_Given entries_
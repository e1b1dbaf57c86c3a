//! The page cookie store.
//!
//! Cookies are written and read through the wire format so round-trips
//! stay honest: `write` parses `name=value; path=/; expires=...` text and
//! `header` renders the live records back as `name=value` pairs joined by
//! `"; "`, the same string an HTTP server would receive.

use chrono::{DateTime, NaiveDateTime, Utc};
use log::debug;

/// Expiry timestamp format used in cookie text (a GMT date string).
pub const COOKIE_EXPIRES_FORMAT: &str = "%a, %d %b %Y %H:%M:%S GMT";

struct CookieRecord {
    name: String,
    value: String,
    expires_at: Option<DateTime<Utc>>,
}

/// Ordered cookie records; a rewrite of an existing name moves it to the
/// back, so the rendered header lists the freshest duplicate last.
#[derive(Default)]
pub struct CookieJar {
    records: Vec<CookieRecord>,
}

impl CookieJar {
    /// Apply one wire-format cookie assignment.
    pub(crate) fn write(&mut self, raw: &str, now: DateTime<Utc>) {
        let mut segments = raw.split(';').map(str::trim);
        let Some((name, value)) = segments.next().and_then(|pair| pair.split_once('=')) else {
            debug!("ignoring malformed cookie text: {raw:?}");
            return;
        };
        let name = name.trim();
        if name.is_empty() {
            debug!("ignoring cookie with empty name: {raw:?}");
            return;
        }

        let mut expires_at = None;
        for segment in segments {
            if let Some((attr, attr_value)) = segment.split_once('=')
                && attr.trim().eq_ignore_ascii_case("expires")
            {
                expires_at = NaiveDateTime::parse_from_str(attr_value.trim(), COOKIE_EXPIRES_FORMAT)
                    .ok()
                    .map(|naive| naive.and_utc());
            }
        }

        self.records.retain(|record| record.name != name);
        // An already-elapsed expiry is a deletion.
        if expires_at.is_some_and(|deadline| deadline <= now) {
            return;
        }
        self.records.push(CookieRecord {
            name: name.into(),
            value: value.into(),
            expires_at,
        });
    }

    /// Render live records as `name=value` pairs joined by `"; "`.
    pub(crate) fn header(&self, now: DateTime<Utc>) -> String {
        self.records
            .iter()
            .filter(|record| {
                record
                    .expires_at
                    .is_none_or(|deadline| deadline > now)
            })
            .map(|record| format!("{}={}", record.name, record.value))
            .collect::<Vec<_>>()
            .join("; ")
    }
}
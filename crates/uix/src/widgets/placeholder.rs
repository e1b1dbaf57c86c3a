//! Placeholder polyfill for inputs in environments without native
//! placeholder support.

use super::{WidgetHandle, resolve};
use crate::Error;
use dom::{Document, NodeId};
use serde::Deserialize;
use std::cell::Cell;
use std::rc::Rc;
use std::str::FromStr;

const HINT_COLOR: &str = "#999";
const INPUT_COLOR: &str = "#000";

/// When the hint text gets out of the way.
#[derive(Debug, Clone, Copy, PartialEq, Eq, Default, Deserialize)]
#[serde(rename_all = "lowercase")]
pub enum HideMode {
    /// Clear on focus, restore on blur if the field stayed empty.
    #[default]
    Focus,
    /// Keep the hint while typing starts: each key-up either restores
    /// the hint (field emptied) or strips the hint prefix the first time
    /// real input appears.
    Change,
}

impl FromStr for HideMode {
    type Err = Error;

    fn from_str(input: &str) -> Result<Self, Error> {
        match input {
            "focus" => Ok(Self::Focus),
            "change" => Ok(Self::Change),
            other => Err(Error::UnknownHideMode(other.into())),
        }
    }
}

#[derive(Debug, Clone, Default, Deserialize)]
#[serde(default)]
pub struct PlaceholderConfig {
    pub hide: HideMode,
}

pub fn init_placeholder(
    doc: &mut Document,
    container: &str,
    config: &PlaceholderConfig,
) -> Result<Option<WidgetHandle>, Error> {
    match resolve(doc, container)? {
        Some(node) => init_placeholder_at(doc, node, config),
        None => Ok(None),
    }
}

/// No-op when the environment supports placeholders natively or the
/// field has no `placeholder` attribute. Otherwise the field is seeded
/// with the hint text in the hint color.
pub fn init_placeholder_at(
    doc: &mut Document,
    field: NodeId,
    config: &PlaceholderConfig,
) -> Result<Option<WidgetHandle>, Error> {
    if doc.supports_placeholder() {
        return Ok(None);
    }
    let Some(placeholder) = doc.attr(field, "placeholder").map(str::to_string) else {
        return Ok(None);
    };

    doc.set_css(field, "color", HINT_COLOR);
    doc.set_value(field, &placeholder);

    let handle = WidgetHandle::new();
    match config.hide {
        HideMode::Focus => {
            let hint = placeholder.clone();
            let id = doc.add_listener(field, "focus", move |doc, _| {
                if doc.value(field) == hint {
                    doc.set_css(field, "color", INPUT_COLOR);
                    doc.set_value(field, "");
                }
            });
            handle.track_listener(id);

            let hint = placeholder;
            let id = doc.add_listener(field, "blur", move |doc, _| {
                if doc.value(field).is_empty() {
                    doc.set_css(field, "color", HINT_COLOR);
                    doc.set_value(field, &hint);
                }
            });
            handle.track_listener(id);
        }
        HideMode::Change => {
            let showing_hint = Rc::new(Cell::new(true));
            let id = doc.add_listener(field, "keyup", move |doc, _| {
                let value = doc.value(field);
                if value.is_empty() {
                    doc.set_css(field, "color", HINT_COLOR);
                    doc.set_value(field, &placeholder);
                    showing_hint.set(true);
                } else if showing_hint.get() {
                    let typed: String = value.chars().skip(placeholder.chars().count()).collect();
                    doc.set_css(field, "color", INPUT_COLOR);
                    doc.set_value(field, &typed);
                    showing_hint.set(false);
                }
            });
            handle.track_listener(id);
        }
    }
    Ok(Some(handle))
}
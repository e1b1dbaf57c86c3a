//! Dialog stub.
//!
//! The markup contract names a `dialog` widget type, but no dialog
//! behavior ships yet: opening validates the configuration and logs.
//! Nothing is rendered and no contract beyond the config shape is
//! promised.

use crate::Placement;
use dom::Document;
use log::warn;
use serde::Deserialize;

#[derive(Debug, Clone, Deserialize)]
#[serde(default)]
pub struct DialogConfig {
    pub title: String,
    pub content: String,
    pub modal: bool,
    pub position: Placement,
    pub auto_hide: bool,
}

impl Default for DialogConfig {
    fn default() -> Self {
        Self {
            title: String::new(),
            content: String::new(),
            modal: true,
            position: Placement::BottomLeft,
            auto_hide: false,
        }
    }
}

/// Validate and acknowledge an open request. A config with neither
/// title nor content is silently dropped.
pub fn open_dialog(_doc: &mut Document, config: &DialogConfig) {
    if config.title.is_empty() && config.content.is_empty() {
        return;
    }
    warn!(
        "dialog widget is not implemented; dropping open request (title {:?})",
        config.title
    );
}
//! Page-UI toolkit for the headless document environment.
//!
//! A small collection of page helpers: tab switchers, dropdowns, select
//! widgets, smooth scrolling, auto-hide panels, a placeholder polyfill,
//! lazy image loading, cookie accessors, relative positioning, and a
//! post-load task queue. Each widget binds listeners on a container's
//! descendants and returns a [`WidgetHandle`] that unbinds them again.
//!
//! Widgets can also be initialized declaratively: mark an element with
//! `data-uix="<type>"` (and optional JSON in `data-params`) and call
//! [`dispatch::install`]; every marked element is initialized once the
//! page load signal fires.

pub mod config;
pub mod cookie;
pub mod dispatch;
mod effect;
mod error;
mod load_queue;
pub mod position;
mod throttle;
pub mod widgets;

pub use config::UixConfig;
pub use effect::{Easing, Effect, Speed};
pub use error::Error;
pub use load_queue::LoadQueue;
pub use position::Placement;
pub use throttle::throttle;
pub use widgets::WidgetHandle;
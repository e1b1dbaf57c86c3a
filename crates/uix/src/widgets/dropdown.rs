//! Dropdown panel.

use super::{WidgetHandle, resolve};
use crate::{Effect, Error, Speed};
use dom::{Document, NodeId};
use serde::Deserialize;

#[derive(Debug, Clone, Deserialize)]
#[serde(default)]
pub struct DropdownConfig {
    #[serde(rename = "toggle")]
    pub toggle_selector: String,
    #[serde(rename = "content")]
    pub content_selector: String,
    pub trigger: String,
    pub effect: Effect,
    /// Gap between the container's bottom edge and the panel, in pixels.
    pub offset: f64,
    pub speed: Speed,
}

impl Default for DropdownConfig {
    fn default() -> Self {
        Self {
            toggle_selector: ".dropdown__trigger".into(),
            content_selector: ".dropdown__content".into(),
            trigger: "click".into(),
            effect: Effect::Show,
            offset: 5.0,
            speed: Speed::Fast,
        }
    }
}

pub fn init_dropdown(
    doc: &mut Document,
    container: &str,
    config: &DropdownConfig,
) -> Result<Option<WidgetHandle>, Error> {
    match resolve(doc, container)? {
        Some(node) => init_dropdown_at(doc, node, config),
        None => Ok(None),
    }
}

/// Pre-position the panel under the container (bind time only; nothing
/// re-computes on resize) and flip its visibility on the trigger event.
pub fn init_dropdown_at(
    doc: &mut Document,
    container: NodeId,
    config: &DropdownConfig,
) -> Result<Option<WidgetHandle>, Error> {
    let toggles = doc.query_within(container, &config.toggle_selector)?;
    let contents = doc.query_within(container, &config.content_selector)?;

    for &content in &contents {
        doc.set_css_px(content, "width", doc.width(container) - 2.0);
        doc.set_css_px(content, "top", doc.height(container) + config.offset);
    }

    let handle = WidgetHandle::new();
    for &toggle in &toggles {
        let contents = contents.clone();
        let effect = config.effect;
        let speed = config.speed;
        let id = doc.add_listener(toggle, &config.trigger, move |doc, _| {
            for &content in &contents {
                effect.toggle(doc, content, speed);
            }
        });
        handle.track_listener(id);
    }
    Ok(Some(handle))
}
//! Headless page environment for the widget toolkit.
//!
//! This crate plays the role the wrapped DOM library plays in a browser:
//! element lookup and mutation, class/attribute/CSS changes, event binding
//! with bubbling and delegation, timers, property animation, box metrics,
//! and the page cookie store. Execution is single-threaded and
//! cooperative; time is virtual and driven by the host through
//! [`Document::advance`], which makes every timer- and animation-dependent
//! behavior deterministic.

mod animate;
mod cookies;
mod document;
mod events;
mod geometry;
mod node;
mod timers;

pub use animate::{AnimationId, Easing};
pub use cookies::COOKIE_EXPIRES_FORMAT;
pub use document::Document;
pub use events::{EventContext, Handler, ListenerId};
pub use geometry::{LayoutBox, Offset};
pub use node::{NodeData, NodeKind};
pub use timers::TimerId;

pub use indextree::NodeId;
pub use selectors::ParseError as SelectorError;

_The task_
Beginning with the line containing "const HINT_COLOR: &str" and ending with the line containing "key-up either restores", extract those lines exactly from the listing above, and only those.

_Result for this task_
const HINT_COLOR: &str = "#999";
const INPUT_COLOR: &str = "#000";

/// When the hint text gets out of the way.
#[derive(Debug, Clone, Copy, PartialEq, Eq, Default, Deserialize)]
#[serde(rename_all = "lowercase")]
pub enum HideMode {
    /// Clear on focus, restore on blur if the field stayed empty.
    #[default]
    Focus,
    /// Keep the hint while typing starts: each key-up either restores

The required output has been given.